Weekend Herald - Canvas

Steve Braunias

On the return to work

- Steve Braunias NEXT WEEK: Diana Wichtel

The myth of Sisyphus is a story that never ends. It never goes anywhere, it never changes; it’s the same old, same old; its cruelty and horror never varies. The gods punished Sisyphus by making him roll an immense boulder up a hill only for it to roll down every time it reached the top, and to repeat his meaningles­s task for all eternity.

Yes, happy new year! It’s a story everyone can relate to as we step out of the bright light of summer into the dimness and meanness of work. Back to the grind. Back to the futile pursuit. Back, too, in my case, to the creek around the corner from my estate.

The myth of Sisyphus is a metaphor for hopeless endeavour. Once every so often I step into the mangrovial wonderland­s of my nearby creek to pick up rubbish. I’ve been doing this small service for the past 10 years and performed it again the other day, filling two rubbish bags and hauling out five chairs from the mud. There was a TV stuck beneath a fallen tree. But more rubbish will accumulate, more TVS and chairs will be dumped; when the boulder rolls down to the bottom of the hill, it sinks into the mud. Poor old Sisyphus bends at the knees and the waist.

The myth of Sisyphus is a lesson in remaining steadfast and true. I take out the rubbish and place it into or beside a bin at a field above the mangrove creek. The council comes and takes it away. That’s good. That’s something. Our pointless and interminab­le activities at work are Sisyphean, but we can take some pride, some satisfacti­on; honest labour is its own reward. Homer witnessed Sisyphus, and described him in The Odyssey: “The sweat poured from his limbs and the dust rose high above his head.”

The myth of Sisyphus is a tragedy. I usually toil away for about two hours in the creek, and cover around about the length of a football field. But what about beyond that, where the creek joins the river, and the river flows out to the harbour, and the tides cover our planet, bringing untold and unrecovera­ble amounts of rubbish — nets, plastics, oil spills, all the effluvia of human existence — across the sea and on to every shore? The world is a total mess. The world is an extinction event in progress. The world is in a worse state than good old Sisyphus.

The myth of Sisyphus is a farce. Sometimes I take things home from the creek — a pair of scissors, a perfectly good bucket — and now have what may be one of the largest and certainly one of the ugliest collection­s of bongs in West Auckland. Strange that they end up in the mud. Is it the actions of the same pothead? The design of each is very similar; about three inches of hose pipe, all sticking out of a plastic bottle at the same angle. They are little works of bogan art. I should exhibit them. Smoke on the Water.

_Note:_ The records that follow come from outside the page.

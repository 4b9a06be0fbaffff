//! Broker Configuration
//!
//! Connection settings for the MQTT side of the relay.

use std::time::Duration;

use serde::Deserialize;

use crate::protocol::QoS;

/// Connection settings for the MQTT broker
#[derive(Debug, Clone, Deserialize)]
pub struct BrokerConfig {
    /// Broker host name or IP address
    pub address: String,

    /// Broker port
    pub port: u16,

    /// Keep-alive interval in seconds
    pub keepalive_seconds: u16,

    /// Wrap the connection in TLS
    pub tls: bool,

    /// Username for authentication
    #[serde(default)]
    pub username: Option<String>,

    /// Password for authentication
    #[serde(default)]
    pub password: Option<String>,

    /// Client ID to use when connecting
    #[serde(default = "default_client_id")]
    pub client_id: String,

    /// Connection timeout in seconds (TCP, TLS and CONNACK)
    #[serde(default = "default_connect_timeout")]
    pub connect_timeout: u64,

    /// QoS requested for every forward-mapped subscription
    #[serde(default)]
    pub subscribe_qos: u8,

    /// Path to CA certificate bundle (PEM). Defaults to the webpki roots.
    #[serde(default)]
    pub ca_cert: Option<String>,

    /// Server name for SNI and certificate validation (defaults to `address`)
    #[serde(default)]
    pub server_name: Option<String>,

    /// Opt-in reconnection. Without it an unexpected disconnect stops the relay.
    #[serde(default)]
    pub reconnect: Option<ReconnectConfig>,
}

fn default_client_id() -> String {
    format!("mqtt2osc-{}", std::process::id())
}

fn default_connect_timeout() -> u64 {
    10
}

impl Default for BrokerConfig {
    fn default() -> Self {
        Self {
            address: "localhost".to_string(),
            port: 1883,
            keepalive_seconds: 30,
            tls: false,
            username: None,
            password: None,
            client_id: default_client_id(),
            connect_timeout: default_connect_timeout(),
            subscribe_qos: 0,
            ca_cert: None,
            server_name: None,
            reconnect: None,
        }
    }
}

impl BrokerConfig {
    /// Get the connect timeout as Duration
    pub fn connect_timeout_duration(&self) -> Duration {
        Duration::from_secs(self.connect_timeout)
    }

    /// Get the keep-alive interval as Duration, `None` when disabled (0)
    pub fn keepalive_duration(&self) -> Option<Duration> {
        (self.keepalive_seconds > 0).then(|| Duration::from_secs(self.keepalive_seconds as u64))
    }

    /// Subscription QoS, capped at exactly-once
    pub fn subscribe_qos(&self) -> QoS {
        QoS::from_u8(self.subscribe_qos).unwrap_or(QoS::ExactlyOnce)
    }

    /// Name presented for SNI and matched against the server certificate
    pub fn tls_server_name(&self) -> &str {
        self.server_name.as_deref().unwrap_or(&self.address)
    }

    /// `host:port` used for the TCP connection
    pub fn socket_address(&self) -> String {
        format!("{}:{}", self.address, self.port)
    }
}

/// Reconnection policy (exponential backoff)
#[derive(Debug, Clone, Deserialize)]
pub struct ReconnectConfig {
    /// First retry delay in seconds
    #[serde(default = "default_reconnect_interval")]
    pub initial_interval: u64,

    /// Maximum retry delay in seconds
    #[serde(default = "default_max_reconnect_interval")]
    pub max_interval: u64,
}

fn default_reconnect_interval() -> u64 {
    1
}

fn default_max_reconnect_interval() -> u64 {
    60
}

impl Default for ReconnectConfig {
    fn default() -> Self {
        Self {
            initial_interval: default_reconnect_interval(),
            max_interval: default_max_reconnect_interval(),
        }
    }
}

impl ReconnectConfig {
    pub fn initial_interval_duration(&self) -> Duration {
        Duration::from_secs(self.initial_interval)
    }

    pub fn max_interval_duration(&self) -> Duration {
        Duration::from_secs(self.max_interval)
    }
}

#[cfg(test)]
mod tests {
    use super::*;

    #[test]
    fn test_keepalive_zero_disables() {
        let config = BrokerConfig {
            keepalive_seconds: 0,
            ..Default::default()
        };
        assert_eq!(config.keepalive_duration(), None);

        let config = BrokerConfig {
            keepalive_seconds: 30,
            ..Default::default()
        };
        assert_eq!(config.keepalive_duration(), Some(Duration::from_secs(30)));
    }

    #[test]
    fn test_server_name_defaults_to_address() {
        let config = BrokerConfig {
            address: "broker.example.com".to_string(),
            port: 8883,
            ..Default::default()
        };
        assert_eq!(config.tls_server_name(), "broker.example.com");
        assert_eq!(config.socket_address(), "broker.example.com:8883");

        let config = BrokerConfig {
            server_name: Some("mqtt.example.net".to_string()),
            ..config
        };
        assert_eq!(config.tls_server_name(), "mqtt.example.net");
    }

    #[test]
    fn test_subscribe_qos_capped() {
        let config = BrokerConfig {
            subscribe_qos: 7,
            ..Default::default()
        };
        assert_eq!(config.subscribe_qos(), QoS::ExactlyOnce);
        assert_eq!(BrokerConfig::default().subscribe_qos(), QoS::AtMostOnce);
    }
}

The myth of Sisyphus is too narrowly told. Certainly it captures the heartbreak­ing awfulness of his plight. Homer writes, “Bracing himself and thrusting with hands and feet he pushed the boulder uphill to the top. But every time, as he was about to send it toppling over the crest, its sheer weight turned it back, and once again towards the plain the pitiless rock rolled down.”

But just as all wage slaves go home to their families, Sisyphus had another life outside of his labours; he seduced his brother’s daughter, his son was ripped to pieces by his own flesh-eating horses, and his grandson rode the winged horse Pegasus. And what of the view he beheld as he trotted back down towards the plain? Was it scenic, was he at one with nature? When I was in the creek the other day, I watched a starling bathe itself in two inches of water. Then it flew to a branch of a mangrove tree, and rubbed its head against the bark. Sunlight lit its emerald tail feathers.

The myth of Sisyphus is all of us, doing our best, clocking in, putting up with it, going out to do whatever it is we do in good faith and good cheer. Albert Camus wrote a classic essay in 1942 on Sisyphus. He examined the absurdity of our lives, our existentia­l dilemma. He saw Sisyphus as “the proletaria­n of the gods”, a hard worker who regularly experience­d a kind of ecstasy. Cleaning creeks, pursuing ambitions…“the struggle itself toward the heights is enough to fill a man’s heart,” Camus concluded. “One must imagine Sisyphus happy.”